RINDO PRAS PAREDES: CAPITALISMO EM QUARENTENA

Imagem: Vanda Martins

Sem dúvida, o mais afetado pela presente pandemia do coronavírus foi o próprio sistema capitalista, nas suas vertentes de consumir e exibir.
Quanto ao consumo, por causa do confinamento, ficou restrito aos itens de comes & bebes (quase mais bebes do que comes), higiene pessoal e limpeza, além do vestuário básico (pijama, bermuda, camiseta-regata e chinelo havaiana).
Se o consumismo foi violentamente afetado, nem mesmo existe palavra para descrever o sentimento de dor diante da impossibilidade das pessoas se exibirem umas para as outras, ostentando suas posses, seja uma sandália Scarpin Valentino Rockstud (bagatela de R$1.415,50), seja um colar Life Rosé, da Vivara (R$1.050,00) ou um casaco com aplicação de tachas, da Moncler (em torno de R$12.362,00).
Não chegou ao meu conhecimento, mas fico imaginando que está nesse bloqueio da ostentação a causa da depressão das pessoas, levando muitas a boicotar as regras da quarentena. Na minha modesta visão, quando o gado de Bolsonaro sai pelas ruas e avenidas em carreata, mais do que em protesto contra os comunistas do Congresso e do Supremo, está mesmo é buscando pretexto para se exibir, ostentando seus carrões.
Não me eximindo do ‘mea culpa’, devo dizer que até mesmo eu estou sentindo uma carenciazinha de exibicionismo.

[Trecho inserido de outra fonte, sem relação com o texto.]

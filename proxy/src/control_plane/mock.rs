//! In-memory control plane used by this crate's own tests and available to
//! downstream embedders under the `testing` feature.

use std::collections::HashMap;
use std::net::IpAddr;
use std::sync::Arc;
use std::time::{Duration, SystemTime};

use async_trait::async_trait;
use parking_lot::Mutex;

use super::{Api, ConnectionInfo};
use crate::error::ResolveError;
use crate::instance_id::InstanceId;

#[derive(Clone)]
enum Script {
    Info(ConnectionInfo),
    Fail(MockFailure),
}

#[derive(Clone)]
pub enum MockFailure {
    NotAuthorized,
    NotFound,
    Transient(String),
    Permanent(String),
}

/// A `control_plane::Api` test double whose responses are pre-programmed
/// per instance, plus an invocation counter so tests can assert "dialer
/// called exactly once" style properties.
pub struct MockApi {
    scripts: Mutex<HashMap<InstanceId, Script>>,
    calls: Mutex<HashMap<InstanceId, u64>>,
}

impl Default for MockApi {
    fn default() -> Self {
        Self::new()
    }
}

impl MockApi {
    pub fn new() -> Self {
        Self {
            scripts: Mutex::new(HashMap::new()),
            calls: Mutex::new(HashMap::new()),
        }
    }

    /// Returns a [`ConnectionInfo`] valid for `ttl` starting now whenever
    /// `id` is resolved.
    pub fn set_ok(&self, id: InstanceId, ip_address: IpAddr, ttl: Duration) {
        let info = ConnectionInfo {
            ip_address,
            tls_client_config: Arc::new(test_client_config()),
            not_after: SystemTime::now() + ttl,
        };
        self.scripts.lock().insert(id, Script::Info(info));
    }

    pub fn set_failure(&self, id: InstanceId, failure: MockFailure) {
        self.scripts.lock().insert(id, Script::Fail(failure));
    }

    pub fn call_count(&self, id: &InstanceId) -> u64 {
        self.calls.lock().get(id).copied().unwrap_or(0)
    }
}

#[async_trait]
impl Api for MockApi {
    async fn resolve_connection_info(
        &self,
        id: &InstanceId,
    ) -> Result<ConnectionInfo, ResolveError> {
        *self.calls.lock().entry(id.clone()).or_insert(0) += 1;

        match self.scripts.lock().get(id) {
            Some(Script::Info(info)) => Ok(info.clone()),
            Some(Script::Fail(MockFailure::NotAuthorized)) => {
                Err(ResolveError::NotAuthorized(id.clone()))
            }
            Some(Script::Fail(MockFailure::NotFound)) => Err(ResolveError::NotFound(id.clone())),
            Some(Script::Fail(MockFailure::Transient(msg))) => Err(ResolveError::Transient {
                instance: id.clone(),
                message: msg.clone(),
            }),
            Some(Script::Fail(MockFailure::Permanent(msg))) => Err(ResolveError::Permanent {
                instance: id.clone(),
                message: msg.clone(),
            }),
            None => Err(ResolveError::NotFound(id.clone())),
        }
    }
}

/// A TLS-1.3 client config with no certificate verification, suitable only
/// for wiring a `ConnectionInfo` together in tests.
fn test_client_config() -> rustls::ClientConfig {
    let provider = Arc::new(rustls::crypto::ring::default_provider());
    rustls::ClientConfig::builder_with_provider(provider)
        .with_protocol_versions(&[&rustls::version::TLS13])
        .expect("TLS1.3 is supported by the ring provider")
        .dangerous()
        .with_custom_certificate_verifier(Arc::new(NoVerify))
        .with_no_client_auth()
}

#[derive(Debug)]
struct NoVerify;

impl rustls::client::danger::ServerCertVerifier for NoVerify {
    fn verify_server_cert(
        &self,
        _end_entity: &rustls::pki_types::CertificateDer<'_>,
        _intermediates: &[rustls::pki_types::CertificateDer<'_>],
        _server_name: &rustls::pki_types::ServerName<'_>,
        _ocsp_response: &[u8],
        _now: rustls::pki_types::UnixTime,
    ) -> Result<rustls::client::danger::ServerCertVerified, rustls::Error> {
        Ok(rustls::client::danger::ServerCertVerified::assertion())
    }

    fn verify_tls12_signature(
        &self,
        _message: &[u8],
        _cert: &rustls::pki_types::CertificateDer<'_>,
        _dss: &rustls::DigitallySignedStruct,
    ) -> Result<rustls::client::danger::HandshakeSignatureValid, rustls::Error> {
        Ok(rustls::client::danger::HandshakeSignatureValid::assertion())
    }

    fn verify_tls13_signature(
        &self,
        _message: &[u8],
        _cert: &rustls::pki_types::CertificateDer<'_>,
        _dss: &rustls::DigitallySignedStruct,
    ) -> Result<rustls::client::danger::HandshakeSignatureValid, rustls::Error> {
        Ok(rustls::client::danger::HandshakeSignatureValid::assertion())
    }

    fn supported_verify_schemes(&self) -> Vec<rustls::SignatureScheme> {
        rustls::crypto::ring::default_provider()
            .signature_verification_algorithms
            .supported_schemes()
    }
}

#[cfg(test)]
mod tests {
    use super::*;

    #[tokio::test]
    async fn records_call_count_and_replays_script() {
        let api = MockApi::new();
        let id = InstanceId::parse("projects/p/locations/r/clusters/c/instances/i").unwrap();
        api.set_ok(id.clone(), "10.0.0.1".parse().unwrap(), Duration::from_secs(60));

        let info1 = api.resolve_connection_info(&id).await.unwrap();
        let info2 = api.resolve_connection_info(&id).await.unwrap();

        assert_eq!(info1.ip_address, info2.ip_address);
        assert_eq!(api.call_count(&id), 2);
    }

    #[tokio::test]
    async fn unscripted_instance_is_not_found() {
        let api = MockApi::new();
        let id = InstanceId::parse("projects/p/locations/r/clusters/c/instances/missing").unwrap();
        let err = api.resolve_connection_info(&id).await.unwrap_err();
        assert!(matches!(err, ResolveError::NotFound(_)));
    }
}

Pouco antes da pandemia, lá pelo final de janeiro, comprei um moedor de café deveras chique. Meu sonho era poder exibi-lo para as visitas aqui em casa com um cafezinho moído na hora. Com o isolamento, a ideia acabou gorando, me deixando um gosto amargo de frustração, que não chega a ser amenizado nem quando preparo um café arábico, com grãos selecionados.
Hoje, em conversa com o mano Jovelino Floriano, o Jojó, ocorreu-me uma ideia de resgatar um pouco da nossa carência de ostentação. Ele havia me enviado pelo WhatsApp três fotos onde aparece sorrindo, junto com a seguinte mensagem:
- Eu tinha que compartilhar o grande acontecimento de minha vida, aos 74 anos: estou com a boca cheia de dentes... terminei hoje os implantes. Ufa! Aumenta as fotos para ver melhor...
Ela já havia me notificado, com outras fotos, as diversas etapas do processo de implante. Quando a parte superior ficou pronta, seu dentista avaliou:
-  Seu sorriso Leonardo di Caprio está pronto. Daqui a um mês, será a vez do sorriso Reynaldo Gianecchini.
- Agora, você vai rir à toa – falei, vendo finalmente sua boca cheia de dentes.
E acrescentei:
- Como não pode sair (e, quando sair, terá que usar máscara), sugiro produzir algumas “lives” pra mostrar seu novo e radioso sorriso. Pode até agendar um patrocínio comercial com seu consultório odontológico.
- Boa ideia – Jojó falou. – Quem diz que é só cantor que pode produzir “live”?
- Para não ficar tão ostensiva a exibição dos dentes novos, você pode pegar o violão e cantar algumas músicas, como “L’amour est bleu”, “Aline”, “Les Marionettes”, Luar do Sertão e outras, intercaladas por largos sorrisos. Ao fundo, você prepara um banner com a publicidade do dentista.
- Vou pensar na sugestão, Eleutério. O fato merece, realmente, uma “live”. Vou pedir o apoio do dentista.
- Pense com carinho na ideia. Além de sua coleção de corujas, você também poderá mostrar o Pedro, a Maria e o Roberto.
(Para quem não sabe, o Pedro é uma calopsita, Maria é uma tartaruga e o Roberto, um peixinho de aquário.)
- Jojó, você vai chegar no trending topic do Twitter quando mostrar o Pedro cantando o hino do Clube Atlético Mineiro. Vai arrebentar, quando a câmera acompanhar a Maria correndo atrás de você, querendo morder o dedão de seu pé (por causa do chulé – segundo suas palavras). Enquanto isso, em vários closes, vai mostrar seu rosto em sorrisos da mais pura felicidade.
- Está bem – falou ele. – Eu preciso de um produtor. Não sei fazer isso.
Leiturino - amigo certo das horas incertas:  não teria você essa habilidade de cinegrafista para produzir a “live” do Jovelino? Ele está querendo inaugurar seu novo sorriso, mas não está tendo como por causa desse danado do confinamento. Reservadamente, me insinuou que, caso algo não seja feito, irá se converter ao gado de Bolsonaro, aderindo às carreatas, só para poder exibir sua boca cheia de dentes. Socorro!!!
Etelvaldo Vieira de Melo

2 comentários:

Unknown disse...

Uma crônica divertida, contemporânea que pontua a história da humanidade.

Fátima Fonseca disse...

Inspirado hem? Muito bom! Parabéns!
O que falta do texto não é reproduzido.